* **What the task requires**
Report how many lines of the data contain the string "Debug". Add nothing.

* **Records for processing**

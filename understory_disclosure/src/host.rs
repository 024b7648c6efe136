// Copyright 2025 the Understory Authors
// SPDX-License-Identifier: Apache-2.0 OR MIT

//! Overlay host: the rendering side of a disclosure.
//!
//! The controller never renders anything itself. It emits exactly two
//! signals through [`OverlayHost`]: *show at this coordinate* when the
//! overlay becomes visible, and *hide* when it stops being visible.
//! How the overlay is drawn (a top-level layer, a portal, a separate
//! window) is entirely up to the host, with one obligation: it must draw
//! at the supplied coordinate without further layout-driven shifts.
//! [`OverlayCoordinate::overlay_rect`] is the only adjustment needed once
//! the overlay's content size is known.
//!
//! [`CommandQueue`] is a ready-made host that records commands so a
//! frame-based toolkit can drain and apply them once per frame.

use alloc::vec::Vec;

use understory_placement::OverlayCoordinate;

/// Receives render signals from a [`DisclosureController`](crate::controller::DisclosureController).
pub trait OverlayHost {
    /// Render the overlay at `coordinate`.
    ///
    /// When `show_arrow` is false the arrow indicator is omitted; the
    /// coordinate is the same either way.
    fn show(&mut self, coordinate: &OverlayCoordinate, show_arrow: bool);

    /// Remove the overlay.
    fn hide(&mut self);

    /// Called after the open state flips, after `show`/`hide`.
    fn open_changed(&mut self, _open: bool) {}
}

impl<H: OverlayHost + ?Sized> OverlayHost for &mut H {
    fn show(&mut self, coordinate: &OverlayCoordinate, show_arrow: bool) {
        (**self).show(coordinate, show_arrow);
    }

    fn hide(&mut self) {
        (**self).hide();
    }

    fn open_changed(&mut self, open: bool) {
        (**self).open_changed(open);
    }
}

/// A render command recorded by [`CommandQueue`].
#[derive(Copy, Clone, Debug, PartialEq)]
pub enum RenderCommand {
    /// Render the overlay at a coordinate.
    Show {
        /// Where to render.
        coordinate: OverlayCoordinate,
        /// Whether to draw the arrow indicator.
        show_arrow: bool,
    },
    /// Remove the overlay.
    Hide,
}

/// An [`OverlayHost`] that records commands for later application.
#[derive(Clone, Debug, Default, PartialEq)]
pub struct CommandQueue {
    commands: Vec<RenderCommand>,
    showing: bool,
}

impl CommandQueue {
    /// Create an empty queue.
    pub fn new() -> Self {
        Self::default()
    }

    /// Take all recorded commands in order.
    pub fn drain(&mut self) -> Vec<RenderCommand> {
        core::mem::take(&mut self.commands)
    }

    /// Recorded commands not yet drained.
    pub fn commands(&self) -> &[RenderCommand] {
        &self.commands
    }

    /// The most recent command, if any remain undrained.
    pub fn last(&self) -> Option<&RenderCommand> {
        self.commands.last()
    }

    /// Whether the last applied command left the overlay on screen.
    ///
    /// Unaffected by [`drain`](Self::drain).
    pub fn is_showing(&self) -> bool {
        self.showing
    }
}

impl OverlayHost for CommandQueue {
    fn show(&mut self, coordinate: &OverlayCoordinate, show_arrow: bool) {
        self.commands.push(RenderCommand::Show {
            coordinate: *coordinate,
            show_arrow,
        });
        self.showing = true;
    }

    fn hide(&mut self) {
        self.commands.push(RenderCommand::Hide);
        self.showing = false;
    }
}

/// An [`OverlayHost`] that discards every command.
#[derive(Copy, Clone, Debug, Default)]
pub struct NullHost;

impl OverlayHost for NullHost {
    fn show(&mut self, _coordinate: &OverlayCoordinate, _show_arrow: bool) {}

    fn hide(&mut self) {}
}

#[cfg(test)]
mod tests {
    use super::*;
    use alloc::vec;
    use understory_placement::{Placement, anchor_rect, place};

    #[test]
    fn queue_records_in_order() {
        let c = place(anchor_rect(0.0, 0.0, 10.0, 10.0), Placement::Bottom, 4.0);
        let mut q = CommandQueue::new();
        q.show(&c, true);
        q.hide();
        assert!(!q.is_showing());
        assert_eq!(
            q.drain(),
            vec![
                RenderCommand::Show {
                    coordinate: c,
                    show_arrow: true
                },
                RenderCommand::Hide
            ]
        );
        assert!(q.commands().is_empty());
        assert_eq!(q.last(), None);
    }

    fn show_through<H: OverlayHost>(mut host: H, c: &OverlayCoordinate) {
        host.show(c, false);
    }

    #[test]
    fn showing_survives_drain() {
        let c = place(anchor_rect(0.0, 0.0, 10.0, 10.0), Placement::Top, 4.0);
        let mut q = CommandQueue::new();
        // Hosts can be lent by mutable reference.
        show_through(&mut q, &c);
        let _ = q.drain();
        assert!(q.is_showing());
    }
}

* **Final answer**
3